Why I'm Going To Hell:
Apparently a bear does shit in the woods and not in a Pediatric Intensive Care Unit. Well, he does shit in a PICU but he also eats a few children in the process.
True Facts about Edgar Allen Poe:
While his stories and poems were dark and brooding, Poe was light hearted and upbeat when discussing his collection of Native American Scalps.
Featured Eagle:
The Ibsen Eagle (Haliaeetus Ibsenus) is found mostly in areas around Upstate New York. It mainly eats small lizards and the dreams of five year olds. Also enjoys the music of Rush.
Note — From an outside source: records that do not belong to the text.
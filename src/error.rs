use thiserror::Error;
use uuid::Uuid;

use crate::transaction::TransactionStatus;

pub type LedgerResult<T> = Result<T, LedgerError>;

/// Which side of an operation an account reference came from.
#[derive(Debug, Clone, Copy, PartialEq, Eq)]
pub enum AccountRole {
    Account,
    Source,
    Destination,
}

impl std::fmt::Display for AccountRole {
    fn fmt(&self, f: &mut std::fmt::Formatter<'_>) -> std::fmt::Result {
        match self {
            Self::Account => write!(f, "account"),
            Self::Source => write!(f, "source account"),
            Self::Destination => write!(f, "destination account"),
        }
    }
}

/// Coarse classification used by callers to decide whether to retry.
#[derive(Debug, Clone, Copy, PartialEq, Eq)]
pub enum ErrorCategory {
    /// Malformed input. Fatal to the call.
    Validation,
    /// Business-rule violation. Surfaced verbatim, never retried.
    DomainRule,
    /// Infrastructure hiccup. Nothing was committed; retry with backoff.
    Transient,
    /// Unexpected storage behaviour.
    Internal,
}

#[derive(Debug, Clone, Error, PartialEq, Eq)]
pub enum LedgerError {
    #[error("invalid amount: {0}")]
    InvalidAmount(String),

    #[error("cannot transfer to the same account")]
    SameAccountTransfer,

    #[error("invalid currency code: {0}")]
    InvalidCurrency(String),

    #[error("invalid date range: {0}")]
    InvalidDateRange(String),

    #[error("insufficient funds in account {0}")]
    InsufficientFunds(String),

    #[error("account {0} is inactive")]
    AccountInactive(String),

    #[error("{role} not found: {account_number}")]
    AccountNotFound {
        role: AccountRole,
        account_number: String,
    },

    #[error("duplicate account number: {0}")]
    DuplicateAccountNumber(String),

    #[error("currency mismatch: {source_currency} vs {destination_currency}")]
    CurrencyMismatch {
        source_currency: String,
        destination_currency: String,
    },

    #[error("transaction not found: {0}")]
    TransactionNotFound(Uuid),

    #[error("invalid status transition: {from} -> {to}")]
    InvalidStatusTransition {
        from: TransactionStatus,
        to: TransactionStatus,
    },

    #[error("lock contention: {0}")]
    Contention(String),

    #[error("store unavailable: {0}")]
    Unavailable(String),

    #[error("storage error: {0}")]
    Storage(String),
}

impl LedgerError {
    pub fn invalid_amount(msg: impl Into<String>) -> Self {
        Self::InvalidAmount(msg.into())
    }

    pub fn not_found(role: AccountRole, account_number: impl Into<String>) -> Self {
        Self::AccountNotFound {
            role,
            account_number: account_number.into(),
        }
    }

    pub fn storage(msg: impl Into<String>) -> Self {
        Self::Storage(msg.into())
    }

    pub fn category(&self) -> ErrorCategory {
        match self {
            Self::InvalidAmount(_)
            | Self::SameAccountTransfer
            | Self::InvalidCurrency(_)
            | Self::InvalidDateRange(_) => ErrorCategory::Validation,
            Self::InsufficientFunds(_)
            | Self::AccountInactive(_)
            | Self::AccountNotFound { .. }
            | Self::DuplicateAccountNumber(_)
            | Self::CurrencyMismatch { .. }
            | Self::TransactionNotFound(_)
            | Self::InvalidStatusTransition { .. } => ErrorCategory::DomainRule,
            Self::Contention(_) | Self::Unavailable(_) => ErrorCategory::Transient,
            Self::Storage(_) => ErrorCategory::Internal,
        }
    }

    /// Only transient infrastructure failures may be retried, and only by the caller.
    pub fn is_retriable(&self) -> bool {
        self.category() == ErrorCategory::Transient
    }
}
mod adapter;
use chrono::{NaiveDate, Utc};
use rand::Rng;

use crate::{AccountStore, LedgerConfig, LedgerError};

/// Produces human-facing account numbers of the form `ACC-20260102-1234`.
///
/// Uniqueness is checked against the store before a number is handed out,
/// but the store's unique constraint is the real guard: account creation
/// still has to be prepared for `DuplicateAccountNumber`.
#[derive(Debug, Clone)]
pub struct AccountNumberGenerator {
    prefix: String,
    max_attempts: u32,
}

impl AccountNumberGenerator {
    pub fn new(prefix: impl Into<String>, max_attempts: u32) -> Self {
        Self {
            prefix: prefix.into(),
            max_attempts: max_attempts.max(1),
        }
    }

    pub fn from_config(config: &LedgerConfig) -> Self {
        Self::new(
            config.account_number_prefix.clone(),
            config.account_number_attempts,
        )
    }

    pub fn max_attempts(&self) -> u32 {
        self.max_attempts
    }

    /// A candidate number for `date`, without any uniqueness check.
    pub fn candidate<R: Rng + ?Sized>(&self, date: NaiveDate, rng: &mut R) -> String {
        let suffix: u16 = rng.random_range(1000..=9999);
        format!("{}-{}-{suffix}", self.prefix, date.format("%Y%m%d"))
    }

    /// Draw candidates for today until one is not in `store`.
    pub async fn generate<S>(&self, store: &S) -> Result<String, LedgerError>
    where
        S: AccountStore + ?Sized,
    {
        let today = Utc::now().date_naive();

        for attempt in 1..=self.max_attempts {
            // ThreadRng is !Send; keep it out of scope across the await.
            let candidate = self.candidate(today, &mut rand::rng());
            if !store.account_number_exists(&candidate).await? {
                return Ok(candidate);
            }
            tracing::debug!(%candidate, attempt, "account number already taken");
        }

        Err(LedgerError::DuplicateAccountNumber(format!(
            "no free {} number after {} attempts",
            self.prefix, self.max_attempts
        )))
    }
}

impl Default for AccountNumberGenerator {
    fn default() -> Self {
        Self::from_config(&LedgerConfig::default())
    }
}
Don't Believe Your Parents:
Jesus would've set your neighbors Labra-Doodle on fire too.
A Formal Apology:
I would like to apologize to the cleaning staff at the Hyatt Regency in Rosemont, IL. I understand now that it must have been very hard to deal with the mess I left in the bathroom. I don't know what you did with the body of that Sudanese Refugee but I am going to need that back by the end of the week or else I won't be able to get my deposit back on it.
A Job Opportunity:
Thanks to a mix of Painkillers and Captain Morgan 100 Proof. I now possess a used car dealership in South Bend, IN. I'm looking for managers, salesmen, receptionists and someone to fake an electrical fire.